This is the most obvious and most difficult step in stock trading. With well over 10,000 stocks to trade in a good guideline is to consider first in which sector you wish to trade in first.

Of course you would be looking at a sector that is receiving good media coverage and in which the stocks concerned are going in in value.It stands to reason that you would not be looking too hard at a sector that was experiencing a severe downturn.

Once you have decided in which sector you want to invest in, you can then commence to start researching for a stock.

It is always best to have a system of rules already in place that will be used before buy each stock.

2. Fundamental Analysis.

A lot of short term traders might argue with the need to do any Fundamental Analysis at all, however knowing the stocks past history and the latest up to date news regarding the stock can be very crucial.

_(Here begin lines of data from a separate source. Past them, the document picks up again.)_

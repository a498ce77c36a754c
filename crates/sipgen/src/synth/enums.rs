//! Enumerator value resolution.
//!
//! Values are copied as written unless they combine terms with `+` or `|`,
//! in which case they are folded to a decimal number. The evaluator knows
//! integer literals, `+`, `<<`, `|`, parentheses and the names of
//! enumerators already resolved in the same enum. Nothing else is evaluated.

use tracing::debug;

use crate::{
    error::{Result, SipgenError},
    header::EnumDescriptor,
    literal::parse_integer_literal,
};

/// One enumerator as it will be written. `value` is `None` when no value
/// can be given, in which case the enumerator is written bare.
#[derive(Debug, Clone, PartialEq, Eq)]
pub struct ResolvedEnumerator {
    pub name: String,
    pub value: Option<String>,
}

#[derive(Debug, Clone, PartialEq, Eq)]
pub enum EvalError {
    /// The expression uses something outside the evaluator's grammar.
    Unsupported,
    /// A name that is not a resolved enumerator.
    UnknownName(String),
}

#[derive(Debug, Clone, PartialEq, Eq)]
enum Token {
    Number(i64),
    Name(String),
    Plus,
    Shift,
    Pipe,
    Open,
    Close,
}

fn tokenize(expression: &str) -> Option<Vec<Token>> {
    let mut tokens = Vec::new();
    let mut chars = expression.char_indices().peekable();
    while let Some(&(start, c)) = chars.peek() {
        match c {
            c if c.is_whitespace() => {
                chars.next();
            },
            '<' => {
                chars.next();
                if chars.next().map(|(_, c)| c) != Some('<') {
                    return None;
                }
                tokens.push(Token::Shift);
            },
            '+' | '|' | '(' | ')' => {
                chars.next();
                tokens.push(match c {
                    '+' => Token::Plus,
                    '|' => Token::Pipe,
                    '(' => Token::Open,
                    _ => Token::Close,
                });
            },
            c if c.is_ascii_alphanumeric() || c == '_' || c == ':' => {
                let mut end = start;
                while let Some(&(idx, c)) = chars.peek() {
                    if !(c.is_ascii_alphanumeric() || c == '_' || c == ':') {
                        break;
                    }
                    end = idx + c.len_utf8();
                    chars.next();
                }
                let word = &expression[start..end];
                if word.starts_with(|c: char| c.is_ascii_digit()) {
                    tokens.push(Token::Number(parse_integer_literal(word)?));
                } else {
                    tokens.push(Token::Name(word.to_string()));
                }
            },
            _ => return None,
        }
    }
    Some(tokens)
}

struct Evaluator<'a, F> {
    tokens: &'a [Token],
    pos: usize,
    lookup: F,
}

impl<F> Evaluator<'_, F>
where
    F: Fn(&str) -> Option<i64>,
{
    // C precedence: `+` over `<<` over `|`.
    fn bit_or(&mut self) -> Result<i64, EvalError> {
        let mut value = self.shift()?;
        while self.tokens.get(self.pos) == Some(&Token::Pipe) {
            self.pos += 1;
            value |= self.shift()?;
        }
        Ok(value)
    }

    fn shift(&mut self) -> Result<i64, EvalError> {
        let mut value = self.sum()?;
        while self.tokens.get(self.pos) == Some(&Token::Shift) {
            self.pos += 1;
            let amount = u32::try_from(self.sum()?).map_err(|_| EvalError::Unsupported)?;
            value = value.checked_shl(amount).ok_or(EvalError::Unsupported)?;
        }
        Ok(value)
    }

    fn sum(&mut self) -> Result<i64, EvalError> {
        let mut value = self.term()?;
        while self.tokens.get(self.pos) == Some(&Token::Plus) {
            self.pos += 1;
            value = value.checked_add(self.term()?).ok_or(EvalError::Unsupported)?;
        }
        Ok(value)
    }

    fn term(&mut self) -> Result<i64, EvalError> {
        let token = self.tokens.get(self.pos).ok_or(EvalError::Unsupported)?;
        self.pos += 1;
        match token {
            Token::Number(value) => Ok(*value),
            Token::Name(name) => (self.lookup)(name).ok_or_else(|| EvalError::UnknownName(name.clone())),
            Token::Open => {
                let value = self.bit_or()?;
                if self.tokens.get(self.pos) != Some(&Token::Close) {
                    return Err(EvalError::Unsupported);
                }
                self.pos += 1;
                Ok(value)
            },
            Token::Plus | Token::Shift | Token::Pipe | Token::Close => Err(EvalError::Unsupported),
        }
    }
}

/// Evaluate `expression`, looking names up with `lookup`.
pub fn evaluate(
    expression: &str,
    lookup: impl Fn(&str) -> Option<i64>,
) -> Result<i64, EvalError> {
    let tokens = tokenize(expression).ok_or(EvalError::Unsupported)?;
    let mut evaluator = Evaluator {
        tokens: &tokens,
        pos: 0,
        lookup,
    };
    let value = evaluator.bit_or()?;
    if evaluator.pos != tokens.len() {
        return Err(EvalError::Unsupported);
    }
    Ok(value)
}

/// Resolve every enumerator of `descriptor`. `qualified_name` names the
/// enum in error messages.
///
/// A `+`/`|` expression naming an earlier enumerator whose value is not known
/// is kept as written. Only names that are not earlier enumerators fail.
pub fn resolve_enumerators(
    descriptor: &EnumDescriptor,
    qualified_name: &str,
) -> Result<Vec<ResolvedEnumerator>> {
    let mut known: Vec<(&str, i64)> = Vec::new();
    let mut declared: Vec<&str> = Vec::new();
    let mut previous: Option<i64> = Some(-1);
    let mut resolved = Vec::with_capacity(descriptor.enumerators.len());

    for enumerator in &descriptor.enumerators {
        let lookup = |name: &str| known.iter().rev().find(|(known, _)| *known == name).map(|(_, value)| *value);
        let (text, numeric) = match enumerator.value.as_deref().map(str::trim) {
            None => {
                let next = previous.and_then(|value| value.checked_add(1));
                (next.map(|value| value.to_string()), next)
            },
            Some(expression) if expression.contains('+') || expression.contains('|') => {
                match evaluate(expression, lookup) {
                    Ok(value) => (Some(value.to_string()), Some(value)),
                    Err(EvalError::UnknownName(reference)) if declared.contains(&reference.as_str()) => {
                        debug!(
                            "Keeping `{expression}` of {qualified_name} at line {} as written: `{reference}` has no known value",
                            descriptor.line
                        );
                        (Some(expression.to_string()), None)
                    },
                    Err(EvalError::UnknownName(reference)) => {
                        return Err(SipgenError::UnresolvedEnumReference {
                            enum_name: qualified_name.to_string(),
                            enumerator: enumerator.name.clone(),
                            reference,
                            line: descriptor.line,
                        });
                    },
                    Err(EvalError::Unsupported) => {
                        debug!("Keeping `{expression}` of {qualified_name} at line {} as written", descriptor.line);
                        (Some(expression.to_string()), None)
                    },
                }
            },
            Some(expression) => {
                let numeric = parse_integer_literal(expression)
                    .or_else(|| expression.strip_prefix('-').and_then(parse_integer_literal).map(|value| -value))
                    .or_else(|| evaluate(expression, lookup).ok());
                (Some(expression.to_string()), numeric)
            },
        };

        if let Some(value) = numeric {
            known.push((&enumerator.name, value));
        }
        declared.push(&enumerator.name);
        previous = numeric;
        resolved.push(ResolvedEnumerator {
            name: enumerator.name.clone(),
            value: text,
        });
    }
    Ok(resolved)
}

#[cfg(test)]
#[path = "../../tests/src/synth/enums_tests.rs"]
mod tests;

A good example would be the earnings season. If you are planning on buying a stock that has missed its earnings target the last 3 quarters, I dare say caution might be very wise.

3. Technical Analysis.

This is the part where the indicators play a part, volume, moving averages,Relative strength index, support levels, resistance levels and all the rest. Whichever batch of indicators you choose, whether they are lagging or leading, may entirely hinge on where you get your information from.

Keep it very simple when you first start out, for using too many indicators in the first place is a guarantee to achieve big losses. Get comfortable using one or two indicators first. Learn their intricacies thoroughly, and you’ll be on the road to making more profitable trades.

4. Follow your choices.

Once you have committed to a couple of trades you should then start to manage them properly. For instance if the stock is meant to be a short term trade you would then obviously be watching it more closely for your exit signals. If it’s a longer term trade you then of course need to set up different time frames such as weekly or monthly checkups on the stock.This effectively frees you up and gives you more time to do other things.

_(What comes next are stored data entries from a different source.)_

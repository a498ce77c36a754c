//! Qt annotation macro removal.
//!
//! Runs before parsing: every recognized macro is blanked out of the header
//! text and whatever it declared is recorded in [`ExportMetadata`]. Erasure
//! keeps newlines, so a line number in the erased text is the same line in
//! the original header.

pub mod metadata;
pub mod scanner;

pub use metadata::{ExportMetadata, ExportedClass};
use once_cell::sync::Lazy;
use regex::Regex;
pub use scanner::{Invocation, MacroScanner, erase, erase_all};
use tracing::debug;

use crate::{
    config::MacroSettings,
    error::{Result, SipgenError},
    text_pos::LineIndex,
};

const DECLARE_FLAGS: &str = "Q_DECLARE_FLAGS";
const DECLARE_OPERATORS_FOR_FLAGS: &str = "Q_DECLARE_OPERATORS_FOR_FLAGS";
const DECLARE_PRIVATE: &str = "Q_DECLARE_PRIVATE";
const DISABLE_COPY: &str = "Q_DISABLE_COPY";

static EXPORT_DECLARATION: Lazy<Regex> =
    Lazy::new(|| Regex::new(r"(?m)^[ \t]*(?:class|struct)[ \t]+(\w+_EXPORT)[ \t]+(\w+)").unwrap());

/// Header text with annotation macros erased, plus what they declared.
#[derive(Debug, Clone, PartialEq, Eq)]
pub struct Extraction {
    pub text: String,
    pub metadata: ExportMetadata,
}

pub fn extract(
    source: &str,
    settings: &MacroSettings,
) -> Result<Extraction> {
    let mut text = source.to_string();
    for (from, to) in &settings.substitutions {
        if text.contains(from.as_str()) {
            text = text.replace(from.as_str(), to);
        }
    }

    for token in &settings.erased_tokens {
        let found = MacroScanner::new(token).words(&text);
        erase_all(&mut text, found);
    }
    for name in &settings.line_macros {
        let found = MacroScanner::new(name).line_extents(&text);
        erase_all(&mut text, found);
    }

    let mut metadata = ExportMetadata::default();

    // Flags first: operator declarations refer back to them.
    for (arguments, line) in take_invocations(&mut text, DECLARE_FLAGS)? {
        let arguments: String = arguments.split_whitespace().collect();
        match arguments.split_once(',') {
            Some((flags, enum_name)) if !flags.is_empty() && !enum_name.is_empty() && !enum_name.contains(',') => {
                metadata.flag_aliases.insert(enum_name.to_string(), flags.to_string());
            },
            _ => debug!("line {line}: ignoring {DECLARE_FLAGS}({arguments})"),
        }
    }

    for (arguments, line) in take_invocations(&mut text, DECLARE_OPERATORS_FOR_FLAGS)? {
        let arguments: String = arguments.split_whitespace().collect();
        let (namespace, flags) = arguments.rsplit_once("::").unwrap_or(("", arguments.as_str()));
        let Some(enum_name) = metadata.enum_for_flags(flags) else {
            return Err(SipgenError::UnmatchedOperatorAlias {
                flags: arguments,
                line,
            });
        };
        let enum_name = enum_name.to_string();
        metadata.operator_aliases.insert(namespace.to_string(), enum_name);
    }

    for (arguments, _) in take_invocations(&mut text, DECLARE_PRIVATE)? {
        metadata.private_declared.insert(arguments.trim().to_string());
    }
    for (arguments, _) in take_invocations(&mut text, DISABLE_COPY)? {
        metadata.copy_disabled.insert(arguments.trim().to_string());
    }

    for captures in EXPORT_DECLARATION.captures_iter(&text) {
        metadata.record_export(&captures[1], &captures[2]);
    }
    let symbols: Vec<String> = metadata.export_symbols().into_iter().map(str::to_string).collect();
    for symbol in &symbols {
        let found = MacroScanner::new(symbol).words(&text);
        erase_all(&mut text, found);
    }

    debug!(
        "Erased annotation macros: {} exports, {} flag aliases",
        metadata.exports.len(),
        metadata.flag_aliases.len()
    );
    Ok(Extraction { text, metadata })
}

/// Erase every `name(...)` and return each argument text with its line.
fn take_invocations(
    text: &mut String,
    name: &str,
) -> Result<Vec<(String, usize)>> {
    let scanner = MacroScanner::new(name);
    let invocations = scanner.invocations(text).map_err(|offset| SipgenError::UnterminatedMacro {
        name: name.to_string(),
        line: LineIndex::new(text).line_of(offset),
    })?;
    if invocations.is_empty() {
        return Ok(Vec::new());
    }

    let index = LineIndex::new(text);
    let taken = invocations
        .iter()
        .map(|invocation| (text[invocation.arguments.clone()].to_string(), index.line_of(invocation.span.start)))
        .collect();
    erase_all(text, invocations.into_iter().map(|invocation| invocation.span));
    Ok(taken)
}

#[cfg(test)]
#[path = "../../tests/src/macros/extract_tests.rs"]
mod tests;
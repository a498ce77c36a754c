use crate::header::{MethodDescriptor, ParameterDescriptor};

/// SIP annotation handing ownership of the new object to the argument.
pub const TRANSFER_THIS: &str = "/TransferThis/";

/// Constructor parameters whose name contains `parent` in any case get
/// [`TRANSFER_THIS`]. This also matches names like `transparentColor`.
pub fn transfers_ownership(name: &str) -> bool {
    name.to_lowercase().contains("parent")
}

/// One SIP method line, indented and terminated: `  virtual int f(int a) const;\n`.
pub fn method_line(method: &MethodDescriptor) -> String {
    let mut line = String::from("  ");
    if method.is_virtual {
        line.push_str("virtual ");
    }
    if method.is_explicit {
        line.push_str("explicit ");
    }
    if !(method.is_constructor || method.is_destructor) {
        let return_type = method.return_type.replace("inline ", "");
        line.push_str(&return_type);
        if !return_type.is_empty() && !return_type.ends_with('*') {
            line.push(' ');
        }
    }
    if method.is_destructor {
        line.push('~');
    }
    line.push_str(&method.name);
    line.push('(');
    let parameters: Vec<String> = method
        .parameters
        .iter()
        .map(|param| parameter(param, method.is_constructor))
        .collect();
    line.push_str(&parameters.join(", "));
    line.push(')');
    if method.is_const {
        line.push_str(" const");
    }
    line.push_str(";\n");
    line
}

pub fn parameter(
    param: &ParameterDescriptor,
    in_constructor: bool,
) -> String {
    let mut text = String::new();
    if param.is_const {
        text.push_str("const ");
    }
    text.push_str(param.raw_type.strip_prefix("::").unwrap_or(&param.raw_type));

    let name = param.name.as_deref().unwrap_or_default();
    if param.is_pointer {
        text.push_str(" *");
    } else if param.is_reference {
        text.push_str(" &");
    } else {
        text.push(' ');
    }
    text.push_str(name);

    if in_constructor && transfers_ownership(name) {
        text.push(' ');
        text.push_str(TRANSFER_THIS);
    }
    if let Some(default) = &param.default_value {
        text.push_str(" = ");
        text.push_str(default);
    }
    text
}

/// Undo the `: :` spacing left around scope operators, keeping `Qt::` intact.
pub fn normalize_scopes(text: &str) -> String {
    text.replace("Qt : : ", "Qt::").replace(" : : ", "::")
}

#[cfg(test)]
#[path = "../../tests/src/synth/format_tests.rs"]
mod tests;
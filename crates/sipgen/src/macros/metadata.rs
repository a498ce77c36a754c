use std::collections::{BTreeMap, BTreeSet};

use serde::Serialize;

/// `class CTK_WIDGETS_EXPORT ctkSlider` records `CTK_WIDGETS_EXPORT` → `ctkSlider`.
#[derive(Debug, Clone, PartialEq, Eq, Serialize)]
pub struct ExportedClass {
    pub symbol: String,
    pub class: String,
}

/// What the annotation macros of one header said before they were erased.
#[derive(Debug, Clone, Default, PartialEq, Eq, Serialize)]
pub struct ExportMetadata {
    pub exports: Vec<ExportedClass>,
    /// Classes with `Q_DECLARE_PRIVATE`; they get a private copy constructor stub.
    pub private_declared: BTreeSet<String>,
    /// Classes with `Q_DISABLE_COPY`; they get a private assignment stub.
    pub copy_disabled: BTreeSet<String>,
    /// Enum name → flags typedef name from `Q_DECLARE_FLAGS(Flags, Enum)`.
    pub flag_aliases: BTreeMap<String, String>,
    /// Namespace → enum from `Q_DECLARE_OPERATORS_FOR_FLAGS(Ns::Flags)`.
    pub operator_aliases: BTreeMap<String, String>,
}

impl ExportMetadata {
    pub fn is_exported(
        &self,
        class: &str,
    ) -> bool {
        self.exports.iter().any(|export| export.class == class)
    }

    pub fn exported_classes(&self) -> impl Iterator<Item = &str> {
        self.exports.iter().map(|export| export.class.as_str())
    }

    pub fn flag_alias(
        &self,
        enum_name: &str,
    ) -> Option<&str> {
        self.flag_aliases.get(enum_name).map(String::as_str)
    }

    /// Enum whose flags typedef is named `flags`.
    pub fn enum_for_flags(
        &self,
        flags: &str,
    ) -> Option<&str> {
        self.flag_aliases.iter().find(|(_, alias)| alias.as_str() == flags).map(|(enum_name, _)| enum_name.as_str())
    }

    pub(crate) fn record_export(
        &mut self,
        symbol: &str,
        class: &str,
    ) {
        if !self.exports.iter().any(|export| export.symbol == symbol && export.class == class) {
            self.exports.push(ExportedClass {
                symbol: symbol.to_string(),
                class: class.to_string(),
            });
        }
    }

    /// Distinct export symbols in first-seen order.
    pub(crate) fn export_symbols(&self) -> Vec<&str> {
        let mut symbols: Vec<&str> = Vec::new();
        for export in &self.exports {
            if !symbols.contains(&export.symbol.as_str()) {
                symbols.push(&export.symbol);
            }
        }
        symbols
    }
}
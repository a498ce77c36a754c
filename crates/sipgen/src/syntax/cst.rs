use rowan::Language;

use crate::syntax::kind::SyntaxKind;

#[derive(Debug, Clone, Copy, PartialEq, Eq, PartialOrd, Ord, Hash)]
pub enum HeaderLanguage {}

impl Language for HeaderLanguage {
    type Kind = SyntaxKind;

    fn kind_from_raw(raw: rowan::SyntaxKind) -> Self::Kind {
        let raw = raw.0;
        assert!(raw <= SyntaxKind::PreprocOther as u16);
        // SAFETY: The assertion ensures that the value is within the range of valid discriminants
        // for SyntaxKind, which is repr(u16).
        unsafe { std::mem::transmute(raw) }
    }

    fn kind_to_raw(kind: Self::Kind) -> rowan::SyntaxKind {
        kind.into()
    }
}

pub type SyntaxNode = rowan::SyntaxNode<HeaderLanguage>;
pub type SyntaxToken = rowan::SyntaxToken<HeaderLanguage>;
pub type SyntaxElement = rowan::SyntaxElement<HeaderLanguage>;
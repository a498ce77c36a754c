//! Conditional compilation resolution.
//!
//! Replays a header's `#if`/`#ifdef`/`#ifndef`/`#else`/`#endif` lines
//! against one fixed [`DefinitionEnvironment`] and reports the line ranges
//! whose declarations must not be emitted.

pub mod directives;
pub mod environment;
pub mod resolver;

pub use directives::{check_alignment, relevant_directives};
pub use environment::{
    DEFAULT_VERSION_SYMBOL, DefinitionEnvironment, VERSION_CHECK_MACRO, encode_version, parse_version_setting,
};
pub use resolver::{SkipRange, SkipRanges, resolve};

use crate::{error::Result, header::HeaderAst};

/// Skip ranges for one parsed header. `text` is the macro-erased source the
/// header was parsed from.
pub fn skip_ranges(
    text: &str,
    ast: &HeaderAst,
    env: &DefinitionEnvironment,
) -> Result<SkipRanges> {
    let relevant = relevant_directives(ast);
    check_alignment(text, ast, &relevant)?;
    resolve(&relevant, env)
}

You can use this time wisely for keeping up to date with the news, determining your price targets, set stop losses, and keeping an eye on other stocks that you may want to purchase in the future.

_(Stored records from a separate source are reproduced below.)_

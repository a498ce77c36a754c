//! SIP declaration synthesis.
//!
//! Walks a [`HeaderAst`] and writes one block per namespace with free
//! functions and one per exported class. Any declaration whose line is in a
//! [`SkipRanges`] interval is left out.

pub mod enums;
pub mod format;
pub mod includes;

use tracing::{debug, info};

pub use enums::{ResolvedEnumerator, evaluate, resolve_enumerators};
pub use format::{TRANSFER_THIS, method_line, normalize_scopes, parameter, transfers_ownership};
pub use includes::{include_block, include_targets, needs_include};

use crate::{
    conditionals::SkipRanges,
    error::Result,
    header::{Access, ClassDescriptor, EnumDescriptor, HeaderAst, MethodCategory, MethodDescriptor, NamespaceDescriptor},
    macros::ExportMetadata,
};

/// Synthesized declarations of one header.
#[derive(Debug, Clone, Default, PartialEq, Eq)]
pub struct Synthesis {
    /// Namespace and class blocks, scope spacing already normalized.
    pub body: String,
    /// Base classes that need a `%Include` of their own artifact.
    pub includes: Vec<String>,
    /// Exported classes that made it into `body`.
    pub classes: Vec<String>,
}

impl Synthesis {
    pub fn is_blank(&self) -> bool {
        self.body.trim().is_empty()
    }
}

pub struct Synthesizer<'a> {
    ast: &'a HeaderAst,
    skip: &'a SkipRanges,
    metadata: &'a ExportMetadata,
    /// File name used in `%TypeHeaderCode` includes, e.g. `ctkSlider.h`.
    header_name: &'a str,
}

impl<'a> Synthesizer<'a> {
    pub fn new(
        ast: &'a HeaderAst,
        skip: &'a SkipRanges,
        metadata: &'a ExportMetadata,
        header_name: &'a str,
    ) -> Self {
        Self {
            ast,
            skip,
            metadata,
            header_name,
        }
    }

    pub fn synthesize(&self) -> Result<Synthesis> {
        let mut out = String::new();
        for namespace in &self.ast.namespaces {
            self.write_namespace(&mut out, namespace);
        }

        let mut classes = Vec::new();
        let mut bases = Vec::new();
        for class in &self.ast.classes {
            if !self.metadata.is_exported(&class.name) {
                debug!("{}: {} is not exported", self.header_name, class.name);
                continue;
            }
            if self.skip.is_skipped(class.line) {
                debug!("SKIP: class {} at line {}", class.name, class.line);
                continue;
            }
            info!("Synthesizing class {}", class.name);
            self.write_class(&mut out, class)?;
            classes.push(class.name.clone());
            bases.extend(class.bases.iter().map(|base| base.name.as_str()));
        }

        Ok(Synthesis {
            body: normalize_scopes(&out),
            includes: include_targets(bases, &classes),
            classes,
        })
    }

    fn write_namespace(
        &self,
        out: &mut String,
        namespace: &NamespaceDescriptor,
    ) {
        if self.skip.is_skipped(namespace.line) {
            debug!("SKIP: namespace {} at line {}", namespace.name, namespace.line);
            return;
        }
        let functions = self.live_methods(namespace.functions.iter(), true);
        if functions.is_empty() {
            debug!("{}: namespace {} has no functions left", self.header_name, namespace.name);
            return;
        }
        info!("Synthesizing namespace {}", namespace.name);
        out.push_str(&format!("namespace {} {{\n\n", namespace.name));
        self.write_type_header_code(out);
        write_methods(out, &functions);
        out.push_str("};\n\n");
    }

    fn write_class(
        &self,
        out: &mut String,
        class: &ClassDescriptor,
    ) -> Result<()> {
        let mut declaration = format!("{} {}", class.keyword.as_str(), class.name);
        if !class.bases.is_empty() {
            let bases: Vec<String> = class
                .bases
                .iter()
                .map(|base| format!("{} {}", base.access.as_str(), base.name))
                .collect();
            declaration.push_str(" : ");
            declaration.push_str(&bases.join(", "));
        }
        out.push_str(&declaration);
        out.push_str(" {\n\n");
        self.write_type_header_code(out);

        out.push_str("public:\n");
        for descriptor in self.live_enums(class, Access::Public) {
            self.write_enum(out, class, descriptor)?;
        }
        write_methods(out, &self.live_methods(class.methods_in(MethodCategory::Public), true));

        let public_slots = self.live_methods(class.methods_in(MethodCategory::PublicSlot), true);
        if !public_slots.is_empty() {
            out.push_str("public slots:\n");
            write_methods(out, &public_slots);
        }

        let protected_enums = self.live_enums(class, Access::Protected);
        let protected = self.live_methods(class.methods_in(MethodCategory::Protected), false);
        if !protected_enums.is_empty() || !protected.is_empty() {
            out.push_str("protected:\n");
            for descriptor in protected_enums {
                self.write_enum(out, class, descriptor)?;
            }
            write_methods(out, &protected);
        }

        let protected_slots = self.live_methods(class.methods_in(MethodCategory::ProtectedSlot), true);
        if !protected_slots.is_empty() {
            out.push_str("protected slots:\n");
            write_methods(out, &protected_slots);
        }

        let signals = self.live_methods(class.methods_in(MethodCategory::Signal), true);
        if !signals.is_empty() {
            out.push_str("signals:\n");
            write_methods(out, &signals);
        }

        let private_declared = self.metadata.private_declared.contains(&class.name);
        let copy_disabled = self.metadata.copy_disabled.contains(&class.name);
        if private_declared || copy_disabled {
            out.push_str("private:\n");
            if private_declared {
                out.push_str(&format!("  {0}(const {0} &);\n", class.name));
            }
            if copy_disabled {
                out.push_str(&format!("  {0} &operator=(const {0} &);\n", class.name));
            }
        }

        out.push_str("\n};\n\n");
        Ok(())
    }

    fn write_type_header_code(
        &self,
        out: &mut String,
    ) {
        out.push_str("%TypeHeaderCode\n");
        out.push_str(&format!("#include \"{}\"\n", self.header_name));
        out.push_str("%End\n\n");
    }

    fn write_enum(
        &self,
        out: &mut String,
        class: &ClassDescriptor,
        descriptor: &EnumDescriptor,
    ) -> Result<()> {
        let qualified = match &descriptor.name {
            Some(name) => format!("{}::{name}", class.name),
            None => format!("{}::(anonymous)", class.name),
        };
        let enumerators = resolve_enumerators(descriptor, &qualified)?;

        match &descriptor.name {
            Some(name) => out.push_str(&format!("  enum {name} {{\n")),
            None => out.push_str("  enum {\n"),
        }
        for enumerator in enumerators {
            match enumerator.value {
                Some(value) => out.push_str(&format!("    {}={value},\n", enumerator.name)),
                None => out.push_str(&format!("    {},\n", enumerator.name)),
            }
        }
        out.push_str("  };\n");
        if let Some(name) = &descriptor.name
            && let Some(alias) = self.metadata.flag_alias(name)
        {
            out.push_str(&format!("  typedef QFlags<{}::{name}> {alias};\n", class.name));
        }
        out.push('\n');
        Ok(())
    }

    fn live_enums<'c>(
        &self,
        class: &'c ClassDescriptor,
        access: Access,
    ) -> Vec<&'c EnumDescriptor> {
        class
            .enums_with(access)
            .filter(|descriptor| {
                let skipped = self.skip.is_skipped(descriptor.line);
                if skipped {
                    debug!("SKIP: enum {} at line {}", descriptor.name.as_deref().unwrap_or("[ENUM]"), descriptor.line);
                }
                !skipped
            })
            .collect()
    }

    fn live_methods<'m>(
        &self,
        methods: impl Iterator<Item = &'m MethodDescriptor>,
        include_constructors: bool,
    ) -> Vec<&'m MethodDescriptor> {
        methods
            .filter(|method| include_constructors || !method.is_constructor)
            .filter(|method| {
                let skipped = self.skip.is_skipped(method.line);
                if skipped {
                    debug!("SKIP: {} at line {}", method.name, method.line);
                }
                !skipped
            })
            .collect()
    }
}

/// Method lines followed by the blank line that closes every group.
fn write_methods(
    out: &mut String,
    methods: &[&MethodDescriptor],
) {
    for method in methods {
        out.push_str(&method_line(method));
    }
    out.push('\n');
}

/// Synthesize one header in a single call.
pub fn synthesize(
    ast: &HeaderAst,
    skip: &SkipRanges,
    metadata: &ExportMetadata,
    header_name: &str,
) -> Result<Synthesis> {
    Synthesizer::new(ast, skip, metadata, header_name).synthesize()
}

#[cfg(test)]
#[path = "../../tests/src/synth/synth_tests.rs"]
mod tests;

5. Keeping an eye on the bigger picture.

This is best achieved by following the particular sector in which you bought your shares .For instance, if you are expecting a share price to go up on an oil stock you purchased and nearly all of the other stocks in oil sector are also rising, then this is confirmation that you may have made the right decision.

But of course the reverse holds true as well. If the oil sector is starting to show a decline then it might be a good idea to take your profits and run. By knowing in advance and being aware which sectors are heating up or cooling off stacks the odds in your favour.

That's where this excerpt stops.